▸ Brief: Show all lines from the material that carry the word "ScriptMemory".

▸ Input:
■ ■ ■ ■ ■

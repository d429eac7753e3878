//! The robot agent.
//!
//! A [`Robot`] owns everything about one machine: where it is, its battery
//! and cargo, what it has been told to do, and the transient state of the
//! current walk or action. The fleet owns robots; the grid never does.
//!
//! Transient state (path, action timer, work timer, recharge flag) is not
//! persisted. A robot restored from a snapshot starts idle with its script
//! recompiled.

use roboranch_script::{CompiledScript, ScriptError, ScriptHost, ScriptMemory, ScriptRobot};
use roboranch_types::{
    BuiltinBehavior, Position, RobotId, RobotSnapshot, RobotState, RobotStatus, WorkArea,
};
use tracing::debug;

use crate::actions::PendingAction;
use crate::battery::Battery;
use crate::config::RobotSpec;
use crate::inventory::RobotInventory;
use crate::movement::Movement;
use crate::stockpile::SharedStock;

/// Species planted by a new robot.
pub const DEFAULT_ASSIGNED_CROP: &str = "wheat";

/// A single farm robot.
#[derive(Debug, Clone)]
pub struct Robot {
    /// Unique identifier.
    pub id: RobotId,
    /// Display name, e.g. `Farm-3`.
    pub name: String,
    /// Model key the stats came from.
    pub model: String,
    /// Model stats, copied at deploy time.
    pub spec: RobotSpec,
    /// Current tile.
    pub position: Position,
    /// Charging and drop-off tile.
    pub home: Position,
    /// Battery level.
    pub battery: Battery,
    /// Carried seeds and crops.
    pub inventory: RobotInventory,
    /// Built-in routine run when there is no script.
    pub behavior: BuiltinBehavior,
    /// Species built-ins plant.
    pub assigned_crop: String,
    /// Optional task search area.
    pub work_area: Option<WorkArea>,
    /// Action whose timer is running.
    pub pending: Option<PendingAction>,
    /// Path being followed.
    pub movement: Movement,
    /// Ticks idle since the last dispatch.
    pub work_timer: u32,
    /// Set when the battery ran flat; the robot only heads home until it
    /// has recharged.
    pub needs_recharge: bool,
    /// Display state, refreshed every tick.
    pub state: RobotState,
    /// Compiled custom script, if the source compiled.
    pub script: Option<CompiledScript>,
    /// Custom script source, kept even when it fails to compile.
    pub script_source: Option<String>,
    /// Last compile or runtime error from the custom script.
    pub last_error: Option<String>,
    /// Persistent script memory. Built-ins use it too.
    pub memory: ScriptMemory,
}

impl Robot {
    /// A fully charged, idle robot standing on its home tile.
    pub fn new(name: String, model: String, spec: RobotSpec, home: Position) -> Self {
        let battery = Battery::full(spec.battery_max_milli);
        Self {
            id: RobotId::new(),
            name,
            model,
            spec,
            position: home,
            home,
            battery,
            inventory: RobotInventory::new(),
            behavior: BuiltinBehavior::AutoFarm,
            assigned_crop: DEFAULT_ASSIGNED_CROP.to_owned(),
            work_area: None,
            pending: None,
            movement: Movement::default(),
            work_timer: 0,
            needs_recharge: false,
            state: RobotState::Idle,
            script: None,
            script_source: None,
            last_error: None,
            memory: ScriptMemory::new(),
        }
    }

    /// Whether the robot stands on its home tile.
    pub fn is_home(&self) -> bool {
        self.position == self.home
    }

    /// Whether the robot is free to be given new work.
    pub fn is_idle(&self) -> bool {
        self.pending.is_none() && !self.movement.is_moving()
    }

    /// Half-width of the task search square: the work area's radius if
    /// one is set, otherwise `default`.
    pub fn search_radius(&self, default: u32) -> u32 {
        self.work_area.map_or(default, |a| a.radius)
    }

    /// Centre of the task search square: the work area's centre if one is
    /// set, otherwise the robot's tile.
    pub fn search_center(&self) -> Position {
        self.work_area.map_or(self.position, |a| a.center)
    }

    /// Whether `quantity` units of `species` fit in the inventory under
    /// the model's capacity and slot limits.
    pub fn has_room_for(&self, species: &str, quantity: u32) -> bool {
        self.inventory.can_hold(
            species,
            quantity,
            self.spec.inventory_capacity,
            self.spec.inventory_slots,
        )
    }

    /// Drop the current path and pending action.
    pub fn cancel(&mut self) {
        self.movement.clear();
        self.pending = None;
        self.state = RobotState::Idle;
    }

    /// Set the idle display state from the battery level.
    pub fn settle_idle_state(&mut self, charging_label_pct: u32) {
        self.state = if self.battery.at_or_below_pct(charging_label_pct) {
            RobotState::Charging
        } else {
            RobotState::Idle
        };
    }

    /// Install a custom script.
    ///
    /// Blank source removes the script. The source is kept even if it
    /// fails to compile so the operator can fix it; the robot does no
    /// automated work until it compiles.
    pub fn set_script(&mut self, host: &ScriptHost, source: &str) -> Result<(), ScriptError> {
        if source.trim().is_empty() {
            self.clear_script();
            return Ok(());
        }
        self.cancel();
        self.script_source = Some(source.to_owned());
        match host.compile(source) {
            Ok(compiled) => {
                self.script = Some(compiled);
                self.last_error = None;
                debug!(robot = %self.name, "Custom script installed");
                Ok(())
            }
            Err(err) => {
                self.script = None;
                self.last_error = Some(err.to_string());
                Err(err)
            }
        }
    }

    /// Remove the custom script and return to the built-in behavior.
    pub fn clear_script(&mut self) {
        self.cancel();
        self.script = None;
        self.script_source = None;
        self.last_error = None;
    }

    /// Switch built-in behavior. Cancels the current path and action.
    pub fn assign_behavior(&mut self, behavior: BuiltinBehavior) {
        self.cancel();
        self.behavior = behavior;
    }

    /// What a script is allowed to know about this robot.
    pub fn script_view(&self, stock: &SharedStock) -> ScriptRobot {
        ScriptRobot {
            id: self.id.to_string(),
            name: self.name.clone(),
            model: self.model.clone(),
            position: self.position,
            home: self.home,
            battery_milli: self.battery.level_milli(),
            battery_max_milli: self.battery.max_milli(),
            capacity: self.spec.inventory_capacity,
            slots: self.spec.inventory_slots,
            assigned_crop: self.assigned_crop.clone(),
            work_area: self.work_area,
            seeds: self.inventory.seeds().clone(),
            crops: self.inventory.crops().clone(),
            shared_seeds: stock.seeds().clone(),
        }
    }

    /// Operator-facing status.
    pub fn status(&self) -> RobotStatus {
        RobotStatus {
            id: self.id,
            name: self.name.clone(),
            model: self.model.clone(),
            state: self.state,
            position: self.position,
            home: self.home,
            battery_pct: self.battery.pct(),
            behavior: self.behavior,
            assigned_crop: self.assigned_crop.clone(),
            work_area: self.work_area,
            has_script: self.script_source.is_some(),
            last_error: self.last_error.clone(),
            pending_action: self.pending.as_ref().map(|p| p.kind),
            carried_crops: self.inventory.crop_load(),
        }
    }

    /// Durable state for persistence.
    pub fn snapshot(&self) -> RobotSnapshot {
        RobotSnapshot {
            id: self.id,
            name: self.name.clone(),
            model: self.model.clone(),
            position: self.position,
            home: self.home,
            battery_milli: self.battery.level_milli(),
            inventory: self.inventory.snapshot(),
            behavior: self.behavior,
            assigned_crop: self.assigned_crop.clone(),
            work_area: self.work_area,
            script: self.script_source.clone(),
            memory: self.memory.entries().clone(),
        }
    }

    /// Rebuild a robot from a snapshot and its model stats.
    ///
    /// The script is recompiled; a compile failure is recorded on the robot
    /// rather than failing the restore.
    pub fn from_snapshot(snapshot: RobotSnapshot, spec: RobotSpec, host: &ScriptHost) -> Self {
        let battery = Battery::at(snapshot.battery_milli, spec.battery_max_milli);
        let mut robot = Self {
            id: snapshot.id,
            name: snapshot.name,
            model: snapshot.model,
            spec,
            position: snapshot.position,
            home: snapshot.home,
            battery,
            inventory: RobotInventory::from_snapshot(snapshot.inventory),
            behavior: snapshot.behavior,
            assigned_crop: snapshot.assigned_crop,
            work_area: snapshot.work_area,
            pending: None,
            movement: Movement::default(),
            work_timer: 0,
            needs_recharge: false,
            state: RobotState::Idle,
            script: None,
            script_source: None,
            last_error: None,
            memory: ScriptMemory::from_entries(snapshot.memory),
        };
        if let Some(source) = snapshot.script {
            // The error is kept on the robot.
            let _ = robot.set_script(host, &source);
        }
        robot
    }
}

■ ■ ■ ■ ■

▸ Task answer:
use roboranch_script::{CompiledScript, ScriptError, ScriptHost, ScriptMemory, ScriptRobot};
    pub memory: ScriptMemory,
            memory: ScriptMemory::new(),
            memory: ScriptMemory::from_entries(snapshot.memory),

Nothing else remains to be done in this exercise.